**TASK DIRECTIONS:** Retype the entries exactly. Include every line.

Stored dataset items

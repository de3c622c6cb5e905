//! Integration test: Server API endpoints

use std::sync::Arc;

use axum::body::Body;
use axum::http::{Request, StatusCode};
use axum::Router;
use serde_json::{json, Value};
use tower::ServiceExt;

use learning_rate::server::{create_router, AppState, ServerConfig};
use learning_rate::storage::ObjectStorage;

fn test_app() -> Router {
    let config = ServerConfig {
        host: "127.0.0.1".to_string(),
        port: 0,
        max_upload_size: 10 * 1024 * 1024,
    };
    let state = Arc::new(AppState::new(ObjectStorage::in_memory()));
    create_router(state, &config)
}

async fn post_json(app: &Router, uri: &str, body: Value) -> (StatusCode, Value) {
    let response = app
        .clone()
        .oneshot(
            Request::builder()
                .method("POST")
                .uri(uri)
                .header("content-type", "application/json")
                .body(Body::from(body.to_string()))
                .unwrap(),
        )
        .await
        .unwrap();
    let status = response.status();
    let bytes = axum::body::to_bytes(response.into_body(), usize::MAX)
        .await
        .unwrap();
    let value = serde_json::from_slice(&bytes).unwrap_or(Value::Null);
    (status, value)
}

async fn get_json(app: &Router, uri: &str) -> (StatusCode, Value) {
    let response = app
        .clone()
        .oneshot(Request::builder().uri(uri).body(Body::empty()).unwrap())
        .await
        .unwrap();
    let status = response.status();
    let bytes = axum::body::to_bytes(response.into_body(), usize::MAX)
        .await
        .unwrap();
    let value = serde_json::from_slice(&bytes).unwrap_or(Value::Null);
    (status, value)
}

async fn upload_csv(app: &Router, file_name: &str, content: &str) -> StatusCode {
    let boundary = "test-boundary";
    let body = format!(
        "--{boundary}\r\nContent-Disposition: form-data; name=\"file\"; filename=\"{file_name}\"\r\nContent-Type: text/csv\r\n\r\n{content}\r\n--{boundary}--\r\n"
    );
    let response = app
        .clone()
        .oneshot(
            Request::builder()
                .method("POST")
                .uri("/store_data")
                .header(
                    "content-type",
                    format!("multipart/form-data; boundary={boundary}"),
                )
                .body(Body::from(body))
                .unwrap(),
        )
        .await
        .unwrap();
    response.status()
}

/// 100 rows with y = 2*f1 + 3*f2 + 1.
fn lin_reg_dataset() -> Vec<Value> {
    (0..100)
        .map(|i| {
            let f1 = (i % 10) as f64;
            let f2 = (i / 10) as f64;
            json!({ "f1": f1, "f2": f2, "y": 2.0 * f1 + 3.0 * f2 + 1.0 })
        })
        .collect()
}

**RESPONSE TO THE EXERCISE:**
repository de3c622c6cb5e905
//! Integration test: Server API endpoints

use std::sync::Arc;

use axum::body::Body;
use axum::http::{Request, StatusCode};
use axum::Router;
use serde_json::{json, Value};
use tower::ServiceExt;

use learning_rate::server::{create_router, AppState, ServerConfig};
use learning_rate::storage::ObjectStorage;

fn test_app() -> Router {
    let config = ServerConfig {
        host: "127.0.0.1".to_string(),
        port: 0,
        max_upload_size: 10 * 1024 * 1024,
    };
    let state = Arc::new(AppState::new(ObjectStorage::in_memory()));
    create_router(state, &config)
}

async fn post_json(app: &Router, uri: &str, body: Value) -> (StatusCode, Value) {
    let response = app
        .clone()
        .oneshot(
            Request::builder()
                .method("POST")
                .uri(uri)
                .header("content-type", "application/json")
                .body(Body::from(body.to_string()))
                .unwrap(),
        )
        .await
        .unwrap();
    let status = response.status();
    let bytes = axum::body::to_bytes(response.into_body(), usize::MAX)
        .await
        .unwrap();
    let value = serde_json::from_slice(&bytes).unwrap_or(Value::Null);
    (status, value)
}

async fn get_json(app: &Router, uri: &str) -> (StatusCode, Value) {
    let response = app
        .clone()
        .oneshot(Request::builder().uri(uri).body(Body::empty()).unwrap())
        .await
        .unwrap();
    let status = response.status();
    let bytes = axum::body::to_bytes(response.into_body(), usize::MAX)
        .await
        .unwrap();
    let value = serde_json::from_slice(&bytes).unwrap_or(Value::Null);
    (status, value)
}

async fn upload_csv(app: &Router, file_name: &str, content: &str) -> StatusCode {
    let boundary = "test-boundary";
    let body = format!(
        "--{boundary}\r\nContent-Disposition: form-data; name=\"file\"; filename=\"{file_name}\"\r\nContent-Type: text/csv\r\n\r\n{content}\r\n--{boundary}--\r\n"
    );
    let response = app
        .clone()
        .oneshot(
            Request::builder()
                .method("POST")
                .uri("/store_data")
                .header(
                    "content-type",
                    format!("multipart/form-data; boundary={boundary}"),
                )
                .body(Body::from(body))
                .unwrap(),
        )
        .await
        .unwrap();
    response.status()
}

/// 100 rows with y = 2*f1 + 3*f2 + 1.
fn lin_reg_dataset() -> Vec<Value> {
    (0..100)
        .map(|i| {
            let f1 = (i % 10) as f64;
            let f2 = (i / 10) as f64;
            json!({ "f1": f1, "f2": f2, "y": 2.0 * f1 + 3.0 * f2 + 1.0 })
        })
        .collect()
}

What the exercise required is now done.